Damit ein Enzym heteroallosterisch reguliert werden kann, muss es mindestens zwei verschiedene Bindungsstellen auf seiner Oberfläche aufweisen: Das aktive Zentrum für die Substratbindung und -umsetzung sowie eine Kontrollstelle, an die ein regulatorisches Molekül bindet. Dabei kann die Kontrollstelle ihre Funktion nur ausüben, wenn sie mit dem aktiven Zentrum kommunizieren kann! Dies geschieht über Konformationsänderungen.

• Positive Kontrolle durch Konformationskoppelung zwischen zwei entfernten Bindungsstellen: X ist ein allosterischer Aktivator! --> Das Enzym wird durch den Effektor aktiviert.
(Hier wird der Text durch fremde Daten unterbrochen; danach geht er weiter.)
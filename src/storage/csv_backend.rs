use std::{
    fs,
    path::{Path, PathBuf},
};

use csv::{Reader, WriterBuilder};

use crate::ledger::Entry;

use super::Result;

/// Column order of the persisted table.
pub const HEADERS: [&str; 5] = ["date", "description", "deposit", "withdrawal", "category"];

const TMP_SUFFIX: &str = "tmp";

/// Writes the full entry table to disk atomically by staging to a temporary
/// file. An empty table still gets its header row.
pub fn save_entries_to_path(entries: &[Entry], path: &Path) -> Result<()> {
    let tmp = tmp_path(path);
    write_table(entries, &tmp)?;
    fs::rename(&tmp, path)?;
    Ok(())
}

/// Loads the entry table, returning structured errors on malformed rows.
pub fn load_entries_from_path(path: &Path) -> Result<Vec<Entry>> {
    let mut reader = Reader::from_path(path)?;
    let mut entries = Vec::new();
    for record in reader.deserialize() {
        entries.push(record?);
    }
    Ok(entries)
}

fn write_table(entries: &[Entry], path: &Path) -> Result<()> {
    let mut writer = WriterBuilder::new().has_headers(false).from_path(path)?;
    writer.write_record(HEADERS)?;
    for entry in entries {
        writer.serialize(entry)?;
    }
    writer.flush()?;
    Ok(())
}

fn tmp_path(path: &Path) -> PathBuf {
    let mut tmp = path.to_path_buf();
    let ext = match path.extension().and_then(|ext| ext.to_str()) {
        Some(existing) => format!("{existing}.{TMP_SUFFIX}"),
        None => TMP_SUFFIX.to_string(),
    };
    tmp.set_extension(ext);
    tmp
}

#[cfg(test)]
mod tests {
    use chrono::NaiveDate;
    use tempfile::tempdir;

    use crate::ledger::Entry;

    use super::{load_entries_from_path, save_entries_to_path};

    #[test]
    fn empty_table_round_trips_with_header_row() {
        let dir = tempdir().unwrap();
        let path = dir.path().join("ledger.csv");
        save_entries_to_path(&[], &path).unwrap();

        let raw = std::fs::read_to_string(&path).unwrap();
        assert_eq!(
            raw.trim_end(),
            "date,description,deposit,withdrawal,category"
        );
        assert!(load_entries_from_path(&path).unwrap().is_empty());
    }

    #[test]
    fn rows_survive_a_save_and_load_cycle() {
        let dir = tempdir().unwrap();
        let path = dir.path().join("ledger.csv");
        let date = NaiveDate::from_ymd_opt(2025, 3, 14).unwrap();
        let entries = vec![
            Entry::deposit(date, 100.0, "salary", "Income"),
            Entry::withdrawal(date, 29.99, "books, used", "Expense"),
        ];

        save_entries_to_path(&entries, &path).unwrap();
        let loaded = load_entries_from_path(&path).unwrap();
        assert_eq!(loaded, entries);
    }
}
• Negative Kontrolle durch Konformationskoppelung zwischen zwei entfernten Bindungsstellen: X ist ein allosterischer Inhibitor! --> Das Enzym wird durch den Effektor inhibiert.

• Allosterische Aktivierung: v wird grösser, K_m wird kleiner
• Allosteriesche Hemmung: v wird kleiner, K_m wird grösser

Die Aktivität vieler Enzyme wird durch kovalentes Anhängen von funktionellen Gruppen beeinflusst; da diese Art von Modifikation reversibel ist, ermöglicht sie eine Regulation der Enzymaktivität.

Die häufigste kovalente Modifikation von Enzymen (und anderen regulatorischen Proteinen!) ist die ATP-abhängige Phosphorylierung von Serin-, Threonin- oder Tyrosin-Seitenketten.

Dabei kann die Phosphorylierung eines Enzyms (oder Proteins) seine Aktivität entweder steigern oder vermindern - je nach Ort der Phosphorylierung und Struktur des Enzyms (Proteins):

Einige Enzyme werden als enzymatisch inaktive Vorstufen synthetisiert und als solche intrazellulär gespeichert. Bei Bedarf werden sie dann ausgeschüttet und am Wirkungsort durch enzymkatalysierte, irreversible Abspaltung eines Teils ihrer Peptidkette (Proteolyse) in die aktive Form übergeführt. 

• Substanz: Acetylsalicylsäure, Paracetamol  inhibiertes Enzym: Cyclooxygenase  Einsatz als: Schmerzmittel
• Substanz: Lovastatin  inhibiertes Enzym: HMG-CoA-Reduktase  Einsatz als: Cholesterinsenker
• Substanz: Captopril  inhibiertes Enzym: Angiotensin-konvertierendes Enzym, ACE  Einsatz als: Antihypertonikum
• Substanz: Moclobemid  inhibiertes Enzym: Monoaminoxidase, MAO  Einsatz als: Antidepressivum

Ein kompetitiver Inhibitor gleicht in seiner chemischen Struktur derjenigen des Substrates. Dadurch kann er das aktive Zentrum im Enzym vorübergehend besetzen und die Umsetzung des Substrates verlangsamen.

--> Substrat und Inhibitor konkurrieren um den gleichen Bindungsort im aktiven Zentrum des Enzyms.